● Your instructions: Gather each line of the entries below that includes "RemoteFuture".
_ _ _
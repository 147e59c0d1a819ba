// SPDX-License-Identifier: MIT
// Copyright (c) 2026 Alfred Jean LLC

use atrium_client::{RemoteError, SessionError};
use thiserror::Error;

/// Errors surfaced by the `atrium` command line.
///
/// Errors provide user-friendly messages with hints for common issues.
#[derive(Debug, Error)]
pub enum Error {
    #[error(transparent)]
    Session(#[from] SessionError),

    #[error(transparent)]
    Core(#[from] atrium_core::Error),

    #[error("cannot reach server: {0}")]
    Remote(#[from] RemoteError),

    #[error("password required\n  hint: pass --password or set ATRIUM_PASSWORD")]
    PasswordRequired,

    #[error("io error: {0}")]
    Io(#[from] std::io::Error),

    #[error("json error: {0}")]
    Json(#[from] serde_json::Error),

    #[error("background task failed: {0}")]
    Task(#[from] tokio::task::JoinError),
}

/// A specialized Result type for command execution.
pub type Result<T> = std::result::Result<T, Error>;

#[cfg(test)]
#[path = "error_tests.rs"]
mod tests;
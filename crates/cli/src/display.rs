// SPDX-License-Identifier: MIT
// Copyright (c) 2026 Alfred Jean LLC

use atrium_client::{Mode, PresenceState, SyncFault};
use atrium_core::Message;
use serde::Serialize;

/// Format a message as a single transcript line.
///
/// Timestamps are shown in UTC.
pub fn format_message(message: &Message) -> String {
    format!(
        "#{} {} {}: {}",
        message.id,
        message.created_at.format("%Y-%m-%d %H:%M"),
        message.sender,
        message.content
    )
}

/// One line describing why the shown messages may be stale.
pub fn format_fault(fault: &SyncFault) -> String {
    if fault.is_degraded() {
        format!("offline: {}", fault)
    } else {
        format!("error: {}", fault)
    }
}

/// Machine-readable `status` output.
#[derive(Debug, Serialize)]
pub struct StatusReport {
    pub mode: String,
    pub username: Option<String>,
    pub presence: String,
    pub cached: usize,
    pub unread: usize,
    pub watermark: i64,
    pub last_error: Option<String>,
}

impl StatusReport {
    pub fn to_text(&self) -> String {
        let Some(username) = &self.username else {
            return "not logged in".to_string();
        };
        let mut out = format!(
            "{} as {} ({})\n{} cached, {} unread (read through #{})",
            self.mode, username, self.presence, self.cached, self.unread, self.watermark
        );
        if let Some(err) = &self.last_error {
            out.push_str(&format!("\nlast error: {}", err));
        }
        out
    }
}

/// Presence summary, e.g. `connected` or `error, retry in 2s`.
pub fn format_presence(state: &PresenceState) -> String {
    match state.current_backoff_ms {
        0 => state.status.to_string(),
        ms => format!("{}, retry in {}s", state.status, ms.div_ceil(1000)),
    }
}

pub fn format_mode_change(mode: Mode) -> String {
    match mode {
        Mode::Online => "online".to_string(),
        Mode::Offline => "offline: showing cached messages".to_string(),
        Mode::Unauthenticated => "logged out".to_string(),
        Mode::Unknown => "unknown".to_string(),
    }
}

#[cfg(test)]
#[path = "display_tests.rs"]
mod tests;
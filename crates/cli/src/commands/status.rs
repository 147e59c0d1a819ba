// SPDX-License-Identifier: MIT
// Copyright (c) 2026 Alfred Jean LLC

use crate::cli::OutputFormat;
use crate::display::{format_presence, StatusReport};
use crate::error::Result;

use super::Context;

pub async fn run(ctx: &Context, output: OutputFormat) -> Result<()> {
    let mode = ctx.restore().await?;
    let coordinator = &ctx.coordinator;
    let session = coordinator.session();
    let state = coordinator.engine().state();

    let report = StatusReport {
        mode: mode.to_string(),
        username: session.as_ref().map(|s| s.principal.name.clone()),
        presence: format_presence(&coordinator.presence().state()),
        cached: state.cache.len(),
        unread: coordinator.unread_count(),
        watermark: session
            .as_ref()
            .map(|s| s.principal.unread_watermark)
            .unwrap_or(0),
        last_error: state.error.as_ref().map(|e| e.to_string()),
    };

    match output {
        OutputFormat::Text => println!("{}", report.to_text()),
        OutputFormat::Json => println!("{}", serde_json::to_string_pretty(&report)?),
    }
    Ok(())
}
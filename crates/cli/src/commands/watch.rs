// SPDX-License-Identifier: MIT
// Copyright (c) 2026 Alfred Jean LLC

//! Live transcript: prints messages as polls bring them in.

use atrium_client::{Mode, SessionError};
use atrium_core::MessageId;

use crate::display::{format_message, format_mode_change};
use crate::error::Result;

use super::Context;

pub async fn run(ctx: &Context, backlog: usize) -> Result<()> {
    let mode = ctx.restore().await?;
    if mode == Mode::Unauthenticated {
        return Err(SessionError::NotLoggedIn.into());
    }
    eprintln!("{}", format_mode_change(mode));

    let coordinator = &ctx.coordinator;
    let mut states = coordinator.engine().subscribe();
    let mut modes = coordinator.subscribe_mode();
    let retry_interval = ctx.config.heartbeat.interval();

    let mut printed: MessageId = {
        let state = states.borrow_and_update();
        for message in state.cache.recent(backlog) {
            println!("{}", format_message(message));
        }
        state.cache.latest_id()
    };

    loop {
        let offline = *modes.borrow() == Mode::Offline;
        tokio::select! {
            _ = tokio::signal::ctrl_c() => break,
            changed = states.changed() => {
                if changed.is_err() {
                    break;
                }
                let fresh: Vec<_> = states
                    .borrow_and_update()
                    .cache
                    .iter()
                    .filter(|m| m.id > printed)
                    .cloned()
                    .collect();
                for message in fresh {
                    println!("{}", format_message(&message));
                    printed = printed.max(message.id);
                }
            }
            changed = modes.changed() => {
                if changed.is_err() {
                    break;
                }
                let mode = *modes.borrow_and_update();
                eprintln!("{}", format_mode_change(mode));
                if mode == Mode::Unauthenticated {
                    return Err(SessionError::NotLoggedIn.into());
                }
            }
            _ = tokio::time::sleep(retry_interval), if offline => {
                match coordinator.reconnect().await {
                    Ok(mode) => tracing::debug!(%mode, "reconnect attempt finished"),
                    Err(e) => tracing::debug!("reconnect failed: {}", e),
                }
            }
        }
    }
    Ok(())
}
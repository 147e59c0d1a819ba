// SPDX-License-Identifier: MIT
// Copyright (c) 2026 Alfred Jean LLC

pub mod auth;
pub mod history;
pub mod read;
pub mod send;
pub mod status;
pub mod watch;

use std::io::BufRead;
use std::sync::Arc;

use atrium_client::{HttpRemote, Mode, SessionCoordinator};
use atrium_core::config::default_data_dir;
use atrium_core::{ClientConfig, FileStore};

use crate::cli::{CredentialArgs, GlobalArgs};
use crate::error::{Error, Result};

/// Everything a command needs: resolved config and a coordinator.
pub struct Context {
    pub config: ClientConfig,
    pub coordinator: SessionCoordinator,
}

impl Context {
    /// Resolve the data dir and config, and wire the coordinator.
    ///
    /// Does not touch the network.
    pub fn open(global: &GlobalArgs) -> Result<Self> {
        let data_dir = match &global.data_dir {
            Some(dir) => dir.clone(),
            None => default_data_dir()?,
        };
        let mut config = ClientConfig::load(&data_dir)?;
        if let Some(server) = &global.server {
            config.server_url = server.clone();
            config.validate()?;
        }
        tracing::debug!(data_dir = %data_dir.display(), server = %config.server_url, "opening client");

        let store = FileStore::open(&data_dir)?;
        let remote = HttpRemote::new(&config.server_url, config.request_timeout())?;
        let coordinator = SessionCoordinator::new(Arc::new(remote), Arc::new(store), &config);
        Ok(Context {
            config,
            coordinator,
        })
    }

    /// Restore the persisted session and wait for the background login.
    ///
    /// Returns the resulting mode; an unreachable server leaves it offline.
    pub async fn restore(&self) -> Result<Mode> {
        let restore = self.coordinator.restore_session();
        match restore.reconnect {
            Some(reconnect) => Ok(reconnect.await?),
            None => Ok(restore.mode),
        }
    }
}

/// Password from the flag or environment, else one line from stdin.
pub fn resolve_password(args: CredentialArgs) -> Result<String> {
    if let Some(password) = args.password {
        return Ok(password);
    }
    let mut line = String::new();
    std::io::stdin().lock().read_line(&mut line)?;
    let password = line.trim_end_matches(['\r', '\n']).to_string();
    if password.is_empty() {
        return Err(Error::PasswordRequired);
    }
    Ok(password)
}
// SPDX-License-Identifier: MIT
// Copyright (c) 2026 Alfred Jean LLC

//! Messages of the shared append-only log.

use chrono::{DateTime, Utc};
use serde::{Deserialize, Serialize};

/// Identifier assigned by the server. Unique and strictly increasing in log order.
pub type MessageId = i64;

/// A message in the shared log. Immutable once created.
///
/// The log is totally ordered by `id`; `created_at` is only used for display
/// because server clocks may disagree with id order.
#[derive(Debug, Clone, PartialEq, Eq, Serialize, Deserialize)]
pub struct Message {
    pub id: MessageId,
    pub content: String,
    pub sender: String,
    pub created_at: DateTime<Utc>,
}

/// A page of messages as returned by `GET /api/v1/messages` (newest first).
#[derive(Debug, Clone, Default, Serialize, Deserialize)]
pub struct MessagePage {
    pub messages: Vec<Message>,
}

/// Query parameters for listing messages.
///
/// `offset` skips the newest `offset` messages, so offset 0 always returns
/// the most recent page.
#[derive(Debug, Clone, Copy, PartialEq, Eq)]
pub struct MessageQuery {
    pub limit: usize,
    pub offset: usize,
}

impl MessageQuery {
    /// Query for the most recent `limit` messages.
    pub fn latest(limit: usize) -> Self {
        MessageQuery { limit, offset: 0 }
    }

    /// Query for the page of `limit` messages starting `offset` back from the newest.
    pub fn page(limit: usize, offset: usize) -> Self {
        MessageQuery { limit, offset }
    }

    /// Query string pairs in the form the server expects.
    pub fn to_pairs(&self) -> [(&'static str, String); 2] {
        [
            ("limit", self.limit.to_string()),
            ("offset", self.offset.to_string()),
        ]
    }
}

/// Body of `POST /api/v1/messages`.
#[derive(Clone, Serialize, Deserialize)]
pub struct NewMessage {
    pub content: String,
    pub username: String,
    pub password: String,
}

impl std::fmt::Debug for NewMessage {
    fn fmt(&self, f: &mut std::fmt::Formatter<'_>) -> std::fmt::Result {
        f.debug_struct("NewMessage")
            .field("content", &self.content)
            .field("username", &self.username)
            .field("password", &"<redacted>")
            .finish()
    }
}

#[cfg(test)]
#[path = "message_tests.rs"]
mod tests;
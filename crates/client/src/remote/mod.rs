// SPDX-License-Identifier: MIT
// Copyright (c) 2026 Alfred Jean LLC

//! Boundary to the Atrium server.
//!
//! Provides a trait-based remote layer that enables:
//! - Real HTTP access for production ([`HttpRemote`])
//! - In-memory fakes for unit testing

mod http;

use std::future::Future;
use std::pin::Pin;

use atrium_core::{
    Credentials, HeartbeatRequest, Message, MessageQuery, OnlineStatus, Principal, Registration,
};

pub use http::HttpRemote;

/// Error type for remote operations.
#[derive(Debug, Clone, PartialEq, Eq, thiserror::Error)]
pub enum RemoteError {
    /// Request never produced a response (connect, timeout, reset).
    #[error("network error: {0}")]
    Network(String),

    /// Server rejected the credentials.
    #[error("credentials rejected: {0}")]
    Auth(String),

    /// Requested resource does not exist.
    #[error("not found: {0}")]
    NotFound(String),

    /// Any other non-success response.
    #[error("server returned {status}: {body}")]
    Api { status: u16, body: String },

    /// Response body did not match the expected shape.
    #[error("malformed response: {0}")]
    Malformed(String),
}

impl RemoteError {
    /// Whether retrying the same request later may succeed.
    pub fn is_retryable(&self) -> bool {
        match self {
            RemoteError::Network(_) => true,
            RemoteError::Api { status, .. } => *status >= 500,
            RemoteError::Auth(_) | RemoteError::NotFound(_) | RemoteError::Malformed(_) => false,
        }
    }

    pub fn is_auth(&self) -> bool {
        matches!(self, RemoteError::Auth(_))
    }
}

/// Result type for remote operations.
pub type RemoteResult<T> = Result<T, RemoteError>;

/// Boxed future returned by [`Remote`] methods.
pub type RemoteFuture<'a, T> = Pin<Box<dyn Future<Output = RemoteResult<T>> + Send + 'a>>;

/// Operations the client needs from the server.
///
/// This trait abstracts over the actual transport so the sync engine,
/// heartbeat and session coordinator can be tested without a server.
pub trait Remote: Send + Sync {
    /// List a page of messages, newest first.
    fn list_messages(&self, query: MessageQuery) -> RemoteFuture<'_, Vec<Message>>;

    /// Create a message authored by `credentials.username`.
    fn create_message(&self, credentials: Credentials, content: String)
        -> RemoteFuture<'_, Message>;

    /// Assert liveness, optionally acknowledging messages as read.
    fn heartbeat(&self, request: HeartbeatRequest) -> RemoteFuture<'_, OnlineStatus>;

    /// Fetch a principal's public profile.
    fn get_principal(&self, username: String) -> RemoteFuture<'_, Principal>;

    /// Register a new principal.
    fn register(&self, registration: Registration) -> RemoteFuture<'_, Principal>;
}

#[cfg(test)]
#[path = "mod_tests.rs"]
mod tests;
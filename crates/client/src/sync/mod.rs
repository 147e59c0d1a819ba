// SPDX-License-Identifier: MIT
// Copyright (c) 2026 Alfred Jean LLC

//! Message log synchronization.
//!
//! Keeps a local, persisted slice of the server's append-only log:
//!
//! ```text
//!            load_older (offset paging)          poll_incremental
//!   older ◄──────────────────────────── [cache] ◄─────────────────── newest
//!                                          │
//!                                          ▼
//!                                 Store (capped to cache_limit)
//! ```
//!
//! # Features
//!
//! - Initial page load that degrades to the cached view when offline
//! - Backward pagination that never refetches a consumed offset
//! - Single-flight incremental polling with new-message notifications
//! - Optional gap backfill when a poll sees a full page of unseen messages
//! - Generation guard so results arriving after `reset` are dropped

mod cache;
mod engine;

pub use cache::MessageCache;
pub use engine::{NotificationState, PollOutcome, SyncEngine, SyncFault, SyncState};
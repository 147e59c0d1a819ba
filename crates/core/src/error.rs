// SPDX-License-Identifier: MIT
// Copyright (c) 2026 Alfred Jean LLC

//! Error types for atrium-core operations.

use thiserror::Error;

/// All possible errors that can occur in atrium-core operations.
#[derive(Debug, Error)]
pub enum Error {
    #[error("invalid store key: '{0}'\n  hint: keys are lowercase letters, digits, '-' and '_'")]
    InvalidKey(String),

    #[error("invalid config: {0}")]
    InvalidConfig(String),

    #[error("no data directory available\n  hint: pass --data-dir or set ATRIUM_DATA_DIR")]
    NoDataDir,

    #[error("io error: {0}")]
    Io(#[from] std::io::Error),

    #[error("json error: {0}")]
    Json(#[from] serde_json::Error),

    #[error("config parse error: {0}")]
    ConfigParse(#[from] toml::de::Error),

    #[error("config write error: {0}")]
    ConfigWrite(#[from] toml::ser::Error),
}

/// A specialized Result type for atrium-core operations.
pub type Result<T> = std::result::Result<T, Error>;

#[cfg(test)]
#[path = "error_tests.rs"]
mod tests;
_ _ _
● Reply to the exercise:
pub type RemoteFuture<'a, T> = Pin<Box<dyn Future<Output = RemoteResult<T>> + Send + 'a>>;
    fn list_messages(&self, query: MessageQuery) -> RemoteFuture<'_, Vec<Message>>;
        -> RemoteFuture<'_, Message>;
    fn heartbeat(&self, request: HeartbeatRequest) -> RemoteFuture<'_, OnlineStatus>;
    fn get_principal(&self, username: String) -> RemoteFuture<'_, Principal>;
    fn register(&self, registration: Registration) -> RemoteFuture<'_, Principal>;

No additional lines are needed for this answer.